Exercise inputs »
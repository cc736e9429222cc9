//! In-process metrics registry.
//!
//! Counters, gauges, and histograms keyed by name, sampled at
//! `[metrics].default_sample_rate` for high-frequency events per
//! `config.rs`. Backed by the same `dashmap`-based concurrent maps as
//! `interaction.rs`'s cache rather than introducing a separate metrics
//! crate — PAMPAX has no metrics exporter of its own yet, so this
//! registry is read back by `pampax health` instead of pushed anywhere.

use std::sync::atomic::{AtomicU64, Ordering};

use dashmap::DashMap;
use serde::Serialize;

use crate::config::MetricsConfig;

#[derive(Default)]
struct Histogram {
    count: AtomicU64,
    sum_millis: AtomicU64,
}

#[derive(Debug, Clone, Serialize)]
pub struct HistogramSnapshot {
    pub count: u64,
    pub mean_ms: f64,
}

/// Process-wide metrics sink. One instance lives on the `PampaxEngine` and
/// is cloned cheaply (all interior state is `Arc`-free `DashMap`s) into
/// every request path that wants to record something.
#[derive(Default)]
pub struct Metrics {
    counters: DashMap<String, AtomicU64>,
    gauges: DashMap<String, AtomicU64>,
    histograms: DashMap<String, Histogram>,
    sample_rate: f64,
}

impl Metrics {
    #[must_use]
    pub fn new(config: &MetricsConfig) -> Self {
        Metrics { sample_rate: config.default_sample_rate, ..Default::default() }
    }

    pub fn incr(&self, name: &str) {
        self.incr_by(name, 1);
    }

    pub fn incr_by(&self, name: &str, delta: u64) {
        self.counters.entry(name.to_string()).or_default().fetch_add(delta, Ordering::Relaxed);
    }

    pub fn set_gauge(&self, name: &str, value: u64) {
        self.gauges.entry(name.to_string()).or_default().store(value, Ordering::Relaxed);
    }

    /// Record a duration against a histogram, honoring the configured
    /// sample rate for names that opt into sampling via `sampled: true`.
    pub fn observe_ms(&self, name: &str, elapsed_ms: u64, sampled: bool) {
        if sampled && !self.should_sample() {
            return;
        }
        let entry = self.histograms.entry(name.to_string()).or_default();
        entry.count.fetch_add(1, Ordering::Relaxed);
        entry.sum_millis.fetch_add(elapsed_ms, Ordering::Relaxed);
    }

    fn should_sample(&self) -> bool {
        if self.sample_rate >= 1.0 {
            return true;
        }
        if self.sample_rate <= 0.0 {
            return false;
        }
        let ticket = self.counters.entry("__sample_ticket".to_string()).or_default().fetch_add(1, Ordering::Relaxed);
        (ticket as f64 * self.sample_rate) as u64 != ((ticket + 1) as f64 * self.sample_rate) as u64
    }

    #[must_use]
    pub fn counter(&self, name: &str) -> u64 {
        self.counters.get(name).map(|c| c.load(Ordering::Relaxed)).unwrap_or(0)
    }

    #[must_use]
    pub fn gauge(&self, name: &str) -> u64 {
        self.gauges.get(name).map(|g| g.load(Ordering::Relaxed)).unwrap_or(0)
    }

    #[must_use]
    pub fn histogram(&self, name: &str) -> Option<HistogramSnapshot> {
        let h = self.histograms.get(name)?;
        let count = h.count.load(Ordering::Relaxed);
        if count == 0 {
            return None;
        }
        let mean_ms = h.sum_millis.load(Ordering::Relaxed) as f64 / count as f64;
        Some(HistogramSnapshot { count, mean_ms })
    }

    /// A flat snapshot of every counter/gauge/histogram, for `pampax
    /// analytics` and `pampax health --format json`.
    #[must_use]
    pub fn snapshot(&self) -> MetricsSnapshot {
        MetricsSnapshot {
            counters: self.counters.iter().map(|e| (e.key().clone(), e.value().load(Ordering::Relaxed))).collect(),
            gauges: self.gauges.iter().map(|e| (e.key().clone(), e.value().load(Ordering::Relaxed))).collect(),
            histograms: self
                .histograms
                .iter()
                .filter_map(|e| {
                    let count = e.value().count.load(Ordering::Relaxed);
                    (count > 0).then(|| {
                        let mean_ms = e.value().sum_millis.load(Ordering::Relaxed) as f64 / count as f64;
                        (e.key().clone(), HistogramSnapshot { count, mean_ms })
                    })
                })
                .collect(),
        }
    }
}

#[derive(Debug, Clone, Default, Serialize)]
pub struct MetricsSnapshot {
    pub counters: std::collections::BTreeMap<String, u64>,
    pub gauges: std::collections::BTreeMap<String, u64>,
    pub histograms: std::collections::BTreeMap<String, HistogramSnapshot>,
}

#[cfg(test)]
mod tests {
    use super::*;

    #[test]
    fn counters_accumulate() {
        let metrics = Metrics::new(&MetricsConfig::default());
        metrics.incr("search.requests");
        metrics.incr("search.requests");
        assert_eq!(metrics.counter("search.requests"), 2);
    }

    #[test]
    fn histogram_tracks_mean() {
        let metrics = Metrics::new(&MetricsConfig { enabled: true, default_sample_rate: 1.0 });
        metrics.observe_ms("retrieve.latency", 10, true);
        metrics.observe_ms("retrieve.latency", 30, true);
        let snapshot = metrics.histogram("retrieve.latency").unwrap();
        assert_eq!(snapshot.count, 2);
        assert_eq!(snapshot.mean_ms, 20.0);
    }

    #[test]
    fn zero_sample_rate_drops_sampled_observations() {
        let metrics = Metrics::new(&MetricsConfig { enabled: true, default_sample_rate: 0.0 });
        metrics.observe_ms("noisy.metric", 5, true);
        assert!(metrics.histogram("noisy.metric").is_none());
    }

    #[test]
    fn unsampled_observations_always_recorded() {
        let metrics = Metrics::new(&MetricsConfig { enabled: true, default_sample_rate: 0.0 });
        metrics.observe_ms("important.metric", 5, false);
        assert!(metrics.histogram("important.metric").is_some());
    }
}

Work request »
Pick out every line of the listing containing the word "bool", and show those lines.

Output for this exercise »
    pub fn observe_ms(&self, name: &str, elapsed_ms: u64, sampled: bool) {
    fn should_sample(&self) -> bool {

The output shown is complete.